Alors que l’Inde subit régulièrement des épisodes météorologiques violents avec l’arrivée de la saison des moussons, l’État de l’Uttar Pradesh, situé dans le nord du pays, a été frappé ces derniers jours par des intempéries d’une rare intensité. 89 morts et 53 blessés ont été identifiés à ce jour, selon les dernières estimations communiquées jeudi 14 mai 2026 par les autorités locales de protection civile. Ces chiffres, encore susceptibles d’évoluer en raison des opérations de secours en cours, illustrent l’ampleur d’un phénomène qui s’inscrit dans un contexte de multiplication des événements climatiques extrêmes.
Ce qu'il faut retenir
- 89 morts et 53 blessés confirmés dans l’État de l’Uttar Pradesh après le passage d’orages violents
- Les intempéries ont balayé la région jeudi 14 mai 2026, avec rafales de vent, éclairs, pluies diluviennes et grêle
- Les experts lient la recrudescence de ces phénomènes au réchauffement climatique et à l’augmentation des températures
- Les autorités locales ont activé les dispositifs de secours pour localiser les victimes et évaluer les dégâts
- L’Uttar Pradesh, État le plus peuplé d’Inde, est particulièrement vulnérable aux aléas météorologiques
Des intempéries d’une violence exceptionnelle
Les orages qui ont balayé l’Uttar Pradesh jeudi ont pris une dimension catastrophique en quelques heures seulement.
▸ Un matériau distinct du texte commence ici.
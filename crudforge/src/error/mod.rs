//! Error types and error handling
//!
//! Every failure in the pipeline is fatal for the run: the orchestrator stops
//! before any artifact is handed to a sink, so callers either receive the full
//! artifact family or an [`Error`] naming the precondition that failed.

use std::path::PathBuf;
use thiserror::Error;

/// Failures while recovering metadata from class-definition text
#[derive(Debug, Error, Clone, PartialEq, Eq)]
pub enum ExtractionError {
    /// No `public class <Name>` declaration was found
    #[error("no public class declaration found in the entity definition")]
    MissingClassName,

    /// A field carries both the identifier and the embedded marker
    #[error("field '{field}' is marked both as identifier and as embedded")]
    AmbiguousMarkers {
        /// Name of the offending field
        field: String,
    },
}

/// Failures while computing the run-wide field selection
#[derive(Debug, Error, Clone, PartialEq, Eq)]
pub enum SelectionError {
    /// The chooser returned no fields
    #[error("no fields were selected")]
    Empty,

    /// The chooser returned an index outside the candidate list
    #[error("selected index {index} is out of range ({available} candidates)")]
    OutOfRange {
        /// Offending index
        index: usize,
        /// Number of candidates offered
        available: usize,
    },

    /// A scripted selection named a field the entity does not declare
    #[error("unknown field '{0}'")]
    UnknownField(String),

    /// The interactive prompt failed or was aborted
    #[error("field prompt failed: {0}")]
    Prompt(String),
}

/// Crate-wide error type
#[derive(Debug, Error)]
pub enum Error {
    /// Extraction failed
    #[error(transparent)]
    Extraction(#[from] ExtractionError),

    /// Extraction succeeded but found no field declarations
    #[error("entity '{entity}' declares no fields")]
    NoFields {
        /// Simple name of the entity
        entity: String,
    },

    /// Selection failed
    #[error(transparent)]
    Selection(#[from] SelectionError),

    /// Template registration or rendering failed
    #[error("failed to render template '{name}': {source}")]
    Template {
        /// Template name
        name: String,
        /// Underlying minijinja error
        #[source]
        source: minijinja::Error,
    },

    /// A template override could not be read
    #[error("failed to read template override {}: {source}", path.display())]
    TemplateOverride {
        /// Override file path
        path: PathBuf,
        /// Underlying I/O error
        #[source]
        source: std::io::Error,
    },

    /// Configuration could not be loaded
    #[error("configuration error: {0}")]
    Config(#[from] Box<figment::Error>),

    /// Default configuration could not be serialized
    #[error("failed to serialize default configuration: {0}")]
    ConfigDefaults(#[from] toml::ser::Error),

    /// An artifact could not be written by a sink
    #[error("failed to write {}: {source}", path.display())]
    Write {
        /// Destination path
        path: PathBuf,
        /// Underlying I/O error
        #[source]
        source: std::io::Error,
    },

    /// JSON export failed
    #[error("failed to encode entity report: {0}")]
    Json(#[from] serde_json::Error),
}

impl From<figment::Error> for Error {
    fn from(err: figment::Error) -> Self {
        Self::Config(Box::new(err))
    }
}

/// Result alias used across the crate
pub type Result<T, E = Error> = std::result::Result<T, E>;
Rafales à plus de 100 km/h, précipitations records et grêlons de grande taille ont frappé simultanément plusieurs districts, provoquant l’effondrement de bâtiments, la chute d’arbres et des coupures d’électricité sur de vastes zones. Selon les premiers constats, les zones rurales, souvent moins protégées, ont été les plus touchées. « Les vents ont arraché les toitures et renversé des structures fragiles, ce qui explique le nombre élevé de victimes », a précisé un responsable de la protection civile locale, cité par Ouest France.
Les opérations de recherche se poursuivent ce vendredi, avec des équipes de secours mobilisées sur le terrain pour retrouver d’éventuelles victimes supplémentaires. Les hôpitaux de la région ont été mis en état d’urgence pour accueillir les blessés, dont certains présentent des traumatismes graves. Autant dire que la situation reste critique dans plusieurs villes et villages isolés.
Un lien avec le changement climatique ?
Alors que les phénomènes météorologiques extrêmes se multiplient en Inde, les experts pointent du doigt le rôle du réchauffement climatique. « La hausse des températures globales intensifie la formation de systèmes convectifs violents, favorisant l’apparition d’orages plus puissants et plus destructeurs », explique le Dr. Arvind Singh, climatologue à l’Institut indien de météorologie. D’après ses observations, les épisodes de grêle et de vents violents ont augmenté de 40 % en dix ans dans le nord du pays.
L’Uttar Pradesh, avec ses 240 millions d’habitants et sa topographie variée, est particulièrement exposé. « Les infrastructures vieillissantes et la densité de population aggravent l’impact de ces catastrophes naturelles », souligne le scientifique. Les autorités indiennes, conscientes du problème, ont lancé plusieurs programmes d’adaptation, mais leur mise en œuvre reste inégale selon les régions.
En Inde, où les catastrophes naturelles coûtent chaque année des milliards de roupies en pertes humaines et matérielles, cette tragédie rappelle une fois encore l’urgence d’investir dans des systèmes d’alerte précoce et des infrastructures plus résilientes. Reste à savoir si les leçons seront tirées à temps pour protéger les populations les plus vulnérables.
Dès l’annonce des premières victimes, les autorités de l’Uttar Pradesh ont activé les cellules de crise locales et mobilisé les services de secours, pompiers et équipes médicales. Un fonds d’urgence de 50 millions de roupies (environ 550 000 euros) a été débloqué pour soutenir les familles des victimes et financer les réparations des infrastructures endommagées. Une réunion interministérielle est prévue ce vendredi 15 mai pour évaluer les besoins supplémentaires.